Introduction. Between Protection and Harm. Negotiated Vulnerabilities in Asylum Laws and Bureaucracies
Bibliographic record
Abstract
Abstract This book started from a common observation: ‘Vulnerability’ is increasingly playing a role in institutional discourses and practices, when developing and implementing policies and measures towards migrants seeking protection (such as refugees and asylum seekers)—and this in a wide array of contexts, which range from organizing asylum processes in countries in the global north and evaluating asylum claims, to selecting refugees for resettlement, and to developing and implementing aid programmes for refugees in first countries of asylum that are also countries in the global south. ‘Vulnerability’ can be a criterion that asylum seekers and refugees should meet in view of accessing certain advantages—such as resettlement, specific services in reception facilities and camps (specialised healthcare, housing, etc), or procedural accommodations as part of the asylum process (additional support and delays in preparing the asylum interview, interview by a specially trained public servant, etc) (UNHCR, 2011; Dir 2013/33/EU; Dir 2013/32/EU). ‘Vulnerability’ can also be an overall consideration, to be integrated in transversal ways while designing asylum and migration policies, as well as the norms and guidelines that accompany their operationalisation (UNGA Res 73/195, Objective 7; Council of Europe, 2021).

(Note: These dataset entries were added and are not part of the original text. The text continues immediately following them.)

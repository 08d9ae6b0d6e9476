//! Hex color validation and picker/text-field mirroring

use regex::Regex;
use std::sync::LazyLock;

static HEX_COLOR: LazyLock<Regex> =
    LazyLock::new(|| Regex::new(r"^#[0-9A-Fa-f]{6}$").expect("hex color pattern is valid"));

/// Check for exactly `#` followed by six hex digits
pub fn is_valid_hex_color(value: &str) -> bool {
    HEX_COLOR.is_match(value)
}

/// Parse `#RRGGBB` into its components
pub fn parse_rgb(value: &str) -> Option<[u8; 3]> {
    if !is_valid_hex_color(value) {
        return None;
    }
    let channel = |i: usize| u8::from_str_radix(&value[i..i + 2], 16).ok();
    Some([channel(1)?, channel(3)?, channel(5)?])
}

/// Format components as lowercase `#rrggbb`
pub fn format_rgb(rgb: [u8; 3]) -> String {
    format!("#{:02x}{:02x}{:02x}", rgb[0], rgb[1], rgb[2])
}

/// A color picker paired with a hex text field
///
/// Picker changes always overwrite the text. Text changes reach the picker
/// only once they form a valid `#RRGGBB` value.
#[derive(Debug, Clone, PartialEq, Eq)]
pub struct ColorField {
    rgb: [u8; 3],
    hex_text: String,
}

impl ColorField {
    /// Start from a hex value; invalid input falls back to black
    pub fn new(initial: &str) -> Self {
        let rgb = parse_rgb(initial).unwrap_or([0, 0, 0]);
        Self {
            rgb,
            hex_text: initial.to_string(),
        }
    }

    /// Picker moved
    pub fn on_picker_input(&mut self, rgb: [u8; 3]) {
        self.rgb = rgb;
        self.hex_text = format_rgb(rgb);
    }

    /// Hex text edited; returns whether the picker was updated
    pub fn on_hex_input(&mut self, text: impl Into<String>) -> bool {
        self.hex_text = text.into();
        match parse_rgb(&self.hex_text) {
            Some(rgb) => {
                self.rgb = rgb;
                true
            }
            None => false,
        }
    }

    /// The picker's value, which is what forms submit
    pub fn value(&self) -> String {
        format_rgb(self.rgb)
    }

    pub fn rgb(&self) -> [u8; 3] {
        self.rgb
    }

    pub fn hex_text(&self) -> &str {
        &self.hex_text
    }

    pub fn hex_text_mut(&mut self) -> &mut String {
        &mut self.hex_text
    }

    /// Re-sync the picker after the text was edited in place
    pub fn commit_hex_text(&mut self) -> bool {
        let text = self.hex_text.clone();
        self.on_hex_input(text)
    }
}
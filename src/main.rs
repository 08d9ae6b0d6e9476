use anyhow::{Context, Result};
use diagram_editor::{
    Command, EditorConfig, EditorSession, LabelForm, LabelStyle, LinkForm, NodeForm, StatusKind,
};
use std::path::{Path, PathBuf};

/// Headless run: builds a small diagram and exports it.
///
/// Usage: `diagram_editor [config.json] [output_dir]`
fn main() -> Result<()> {
    env_logger::Builder::from_env(env_logger::Env::default().default_filter_or("info")).init();

    let mut args = std::env::args().skip(1);
    let config_path = args.next().map(PathBuf::from);
    let output_dir = args.next().map(PathBuf::from).unwrap_or_else(|| PathBuf::from("."));

    let config = EditorConfig::load_or_default(config_path.as_deref())?;

    println!("Diagram Editor - headless demo");
    println!("==============================\n");

    let mut session = EditorSession::new(config);

    let start = session.add_node(&NodeForm {
        tooltip: "Where it begins".to_string(),
        ..NodeForm::text("Start")
    })?;
    let end = session.add_node(&NodeForm::text("End"))?;
    println!("✓ Added nodes");

    let note = session.add_label(&LabelForm::text("Remember this", LabelStyle::Cloud))?;
    println!("✓ Added label");

    session.create_link(&LinkForm::between(start, end).labeled("go"))?;
    session.create_link(&LinkForm::between(note, start))?;
    println!("✓ Created links");

    // Rejections surface as statuses, not errors
    let status = session.execute(Command::CreateLink(LinkForm::between(start, start)));
    println!("  Self-link attempt: {}", status.text);

    println!("\n📊 Diagram:");
    for shape in session.store().shapes() {
        println!("  └─ {}", shape.display_name());
    }
    for link in session.store().links() {
        println!("  └─ {} ({})", link.tooltip, link.custom_label_text());
    }
    println!("  Events logged: {}", session.store().events().len());

    export(&mut session, &output_dir)?;
    Ok(())
}

fn export(session: &mut EditorSession, output_dir: &Path) -> Result<()> {
    std::fs::create_dir_all(output_dir)
        .with_context(|| format!("Failed to create output directory: {}", output_dir.display()))?;

    let status = session.execute(Command::Export {
        directory: output_dir.to_path_buf(),
    });
    match status.kind {
        StatusKind::Success => println!("\n✅ {}", status.text),
        _ => println!("\n❌ {}", status.text),
    }
    Ok(())
}
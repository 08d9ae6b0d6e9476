use thiserror::Error;
use ulid::Ulid;

/// Failures reported by editor commands
///
/// None of these leave the session partially mutated: a command either
/// completes or changes nothing.
#[derive(Debug, Error)]
pub enum EditorError {
    // Precondition failures: the user can fix the input and retry
    #[error("Please enter {0}")]
    MissingText(&'static str),

    #[error("Please select both source and target nodes")]
    EndpointsNotSelected,

    #[error("Source and target nodes must be different")]
    SameEndpoints,

    #[error("Selected nodes not found")]
    EndpointNotFound(Ulid),

    #[error("No nodes to export. Please create some nodes first.")]
    NothingToExport,

    #[error("Invalid color {0:?}: expected #RRGGBB")]
    InvalidColor(String),

    // Environment failures: shown in the persistent banner
    #[error("{0}")]
    Environment(String),

    // Unexpected failures
    #[error("Failed to export to Excel: {0}")]
    Export(String),

    #[error("No more shape ids available in this session")]
    IdsExhausted,
}

impl EditorError {
    /// True for failures caused by missing or inconsistent user input
    pub fn is_precondition(&self) -> bool {
        matches!(
            self,
            EditorError::MissingText(_)
                | EditorError::EndpointsNotSelected
                | EditorError::SameEndpoints
                | EditorError::EndpointNotFound(_)
                | EditorError::NothingToExport
                | EditorError::InvalidColor(_)
        )
    }

    pub fn is_environment(&self) -> bool {
        matches!(self, EditorError::Environment(_))
    }
}
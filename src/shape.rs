use serde::{Deserialize, Serialize};
use std::fmt;
use std::str::FromStr;
use ulid::Ulid;

/// A placeable element on the diagram: either a node or a decorative label
#[derive(Debug, Clone, Serialize, Deserialize, PartialEq)]
pub struct Shape {
    /// Store handle (used for lookups and as link endpoint)
    pub handle: Ulid,

    /// User-facing id, assigned once and never reused
    pub sequential_id: SequentialId,

    /// Display text
    pub text: String,

    /// Hover text (empty when none)
    pub tooltip: String,

    /// Node or label, with the label's visual style
    pub kind: ShapeKind,

    /// Position and size on the canvas (pixels)
    pub bounds: Rectangle,

    /// Fill color as entered (normally `#RRGGBB`)
    pub fill_color: String,

    pub font_size: u32,
}

impl Shape {
    /// Create a new shape with a fresh handle
    pub fn new(
        sequential_id: SequentialId,
        kind: ShapeKind,
        text: impl Into<String>,
        bounds: Rectangle,
        fill_color: impl Into<String>,
    ) -> Self {
        Self {
            handle: Ulid::new(),
            sequential_id,
            text: text.into(),
            tooltip: String::new(),
            kind,
            bounds,
            fill_color: fill_color.into(),
            font_size: DEFAULT_FONT_SIZE,
        }
    }

    /// Set the hover text
    pub fn with_tooltip(mut self, tooltip: impl Into<String>) -> Self {
        self.tooltip = tooltip.into();
        self
    }

    pub fn with_font_size(mut self, font_size: u32) -> Self {
        self.font_size = font_size;
        self
    }

    pub fn is_label(&self) -> bool {
        self.kind.is_label()
    }

    /// "Node" or "Label", as written to the export's type column
    pub fn kind_name(&self) -> &'static str {
        self.kind.name()
    }

    /// Text shown in endpoint selectors, e.g. `Node 3: Start`
    pub fn display_name(&self) -> String {
        format!("{} {}: {}", self.kind_name(), self.sequential_id, self.text)
    }

    /// Move the shape's top-left corner
    pub fn set_position(&mut self, x: f32, y: f32) {
        self.bounds.x = x;
        self.bounds.y = y;
    }
}

pub const DEFAULT_FONT_SIZE: u32 = 14;

/// Whether a shape is a plain node or a label
#[derive(Debug, Clone, Copy, Serialize, Deserialize, PartialEq, Eq)]
pub enum ShapeKind {
    Node,
    Label { style: LabelStyle },
}

impl ShapeKind {
    pub fn is_label(&self) -> bool {
        matches!(self, ShapeKind::Label { .. })
    }

    pub fn name(&self) -> &'static str {
        match self {
            ShapeKind::Node => "Node",
            ShapeKind::Label { .. } => "Label",
        }
    }
}

/// Visual variant of a label
#[derive(Debug, Clone, Copy, Serialize, Deserialize, PartialEq, Eq, Default)]
#[serde(rename_all = "lowercase")]
pub enum LabelStyle {
    #[default]
    Rectangle,
    Circle,
    Ellipse,
    Cloud,
}

impl LabelStyle {
    pub const ALL: [LabelStyle; 4] = [
        LabelStyle::Rectangle,
        LabelStyle::Circle,
        LabelStyle::Ellipse,
        LabelStyle::Cloud,
    ];

    /// Default (width, height) for a label of this style
    pub fn default_size(&self) -> (f32, f32) {
        match self {
            LabelStyle::Rectangle => (150.0, 50.0),
            LabelStyle::Circle => (120.0, 120.0),
            LabelStyle::Ellipse => (150.0, 80.0),
            LabelStyle::Cloud => (150.0, 100.0),
        }
    }

    pub fn as_str(&self) -> &'static str {
        match self {
            LabelStyle::Rectangle => "rectangle",
            LabelStyle::Circle => "circle",
            LabelStyle::Ellipse => "ellipse",
            LabelStyle::Cloud => "cloud",
        }
    }

    /// Parse a style name, falling back to rectangle for anything unknown
    pub fn parse_or_default(value: &str) -> Self {
        match value.trim().to_ascii_lowercase().as_str() {
            "circle" => LabelStyle::Circle,
            "ellipse" => LabelStyle::Ellipse,
            "cloud" => LabelStyle::Cloud,
            _ => LabelStyle::Rectangle,
        }
    }
}

/// Rectangle representing position and size on canvas
#[derive(Debug, Clone, Copy, Serialize, Deserialize, PartialEq)]
pub struct Rectangle {
    pub x: f32,
    pub y: f32,
    pub width: f32,
    pub height: f32,
}

impl Rectangle {
    pub fn new(x: f32, y: f32, width: f32, height: f32) -> Self {
        Self {
            x,
            y,
            width,
            height,
        }
    }

    pub fn right(&self) -> f32 {
        self.x + self.width
    }

    pub fn bottom(&self) -> f32 {
        self.y + self.height
    }

    /// Check if this rectangle contains a point
    pub fn contains_point(&self, x: f32, y: f32) -> bool {
        x >= self.x && x <= self.right() && y >= self.y && y <= self.bottom()
    }
}

/// User-facing shape id: plain integers for nodes, `L`-prefixed for labels
#[derive(Debug, Clone, Copy, PartialEq, Eq, Hash, Serialize, Deserialize)]
#[serde(into = "String", try_from = "String")]
pub enum SequentialId {
    Node(u64),
    Label(u64),
}

impl SequentialId {
    pub fn value(&self) -> u64 {
        match self {
            SequentialId::Node(n) | SequentialId::Label(n) => *n,
        }
    }

    pub fn is_label(&self) -> bool {
        matches!(self, SequentialId::Label(_))
    }
}

impl fmt::Display for SequentialId {
    fn fmt(&self, f: &mut fmt::Formatter<'_>) -> fmt::Result {
        match self {
            SequentialId::Node(n) => write!(f, "{}", n),
            SequentialId::Label(n) => write!(f, "L{}", n),
        }
    }
}

#[derive(Debug, Clone, PartialEq, Eq, thiserror::Error)]
#[error("Invalid sequential id: {0:?}")]
pub struct ParseSequentialIdError(pub String);

impl FromStr for SequentialId {
    type Err = ParseSequentialIdError;

    fn from_str(s: &str) -> Result<Self, Self::Err> {
        let trimmed = s.trim();
        let err = || ParseSequentialIdError(s.to_string());

        match trimmed.strip_prefix(['L', 'l']) {
            Some(rest) => rest.parse().map(SequentialId::Label).map_err(|_| err()),
            None => trimmed.parse().map(SequentialId::Node).map_err(|_| err()),
        }
    }
}

impl From<SequentialId> for String {
    fn from(id: SequentialId) -> Self {
        id.to_string()
    }
}

impl TryFrom<String> for SequentialId {
    type Error = ParseSequentialIdError;

    fn try_from(value: String) -> Result<Self, Self::Error> {
        value.parse()
    }
}

#[cfg(test)]
mod tests {
    use super::*;

    #[test]
    fn test_shape_creation() {
        let shape = Shape::new(
            SequentialId::Node(1),
            ShapeKind::Node,
            "Start",
            Rectangle::new(100.0, 100.0, 150.0, 60.0),
            "#1a237e",
        );

        assert_eq!(shape.text, "Start");
        assert_eq!(shape.tooltip, "");
        assert_eq!(shape.font_size, DEFAULT_FONT_SIZE);
        assert!(!shape.is_label());
        assert_eq!(shape.kind_name(), "Node");
        assert_eq!(shape.display_name(), "Node 1: Start");
    }

    #[test]
    fn test_label_display_name() {
        let shape = Shape::new(
            SequentialId::Label(4),
            ShapeKind::Label {
                style: LabelStyle::Cloud,
            },
            "Note",
            Rectangle::new(0.0, 0.0, 150.0, 100.0),
            "#4CAF50",
        );

        assert!(shape.is_label());
        assert_eq!(shape.display_name(), "Label L4: Note");
    }

    #[test]
    fn test_label_style_sizes() {
        assert_eq!(LabelStyle::Rectangle.default_size(), (150.0, 50.0));
        assert_eq!(LabelStyle::Circle.default_size(), (120.0, 120.0));
        assert_eq!(LabelStyle::Ellipse.default_size(), (150.0, 80.0));
        assert_eq!(LabelStyle::Cloud.default_size(), (150.0, 100.0));
    }

    #[test]
    fn test_label_style_parse() {
        assert_eq!(LabelStyle::parse_or_default("circle"), LabelStyle::Circle);
        assert_eq!(LabelStyle::parse_or_default(" Ellipse "), LabelStyle::Ellipse);
        assert_eq!(LabelStyle::parse_or_default("cloud"), LabelStyle::Cloud);
        assert_eq!(LabelStyle::parse_or_default("hexagon"), LabelStyle::Rectangle);
        assert_eq!(LabelStyle::parse_or_default(""), LabelStyle::Rectangle);
    }

    #[test]
    fn test_rectangle_operations() {
        let rect = Rectangle::new(10.0, 20.0, 100.0, 50.0);

        assert_eq!(rect.right(), 110.0);
        assert_eq!(rect.bottom(), 70.0);
        assert!(rect.contains_point(50.0, 50.0));
        assert!(rect.contains_point(110.0, 70.0));
        assert!(!rect.contains_point(150.0, 50.0));
    }

    #[test]
    fn test_sequential_id_text() {
        assert_eq!(SequentialId::Node(12).to_string(), "12");
        assert_eq!(SequentialId::Label(3).to_string(), "L3");

        assert_eq!("12".parse::<SequentialId>().unwrap(), SequentialId::Node(12));
        assert_eq!("L3".parse::<SequentialId>().unwrap(), SequentialId::Label(3));
        assert_eq!(" l7".parse::<SequentialId>().unwrap(), SequentialId::Label(7));
        assert!("abc".parse::<SequentialId>().is_err());
        assert!("L".parse::<SequentialId>().is_err());
    }

    #[test]
    fn test_shape_serialization() {
        let shape = Shape::new(
            SequentialId::Label(2),
            ShapeKind::Label {
                style: LabelStyle::Ellipse,
            },
            "Hello",
            Rectangle::new(1.0, 2.0, 3.0, 4.0),
            "#4CAF50",
        );

        let json = serde_json::to_string(&shape).unwrap();
        assert!(json.contains("\"L2\""));
        let back: Shape = serde_json::from_str(&json).unwrap();
        assert_eq!(back, shape);
    }
}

Yet, while attention to the vulnerabilities of migrants seeking protection reflects humanitarian concerns, its concrete effects still need to be considered from a critical perspective. As it plays an increasingly key role in the legal and bureaucratic processes that seek to identify migrants eligible for protection (such as the refugee status) and/or protection services (such as access to housing, food, healthcare, etc), ‘vulnerability’ turns into a selection-tool with implied exclusionary effects that may also cause harms.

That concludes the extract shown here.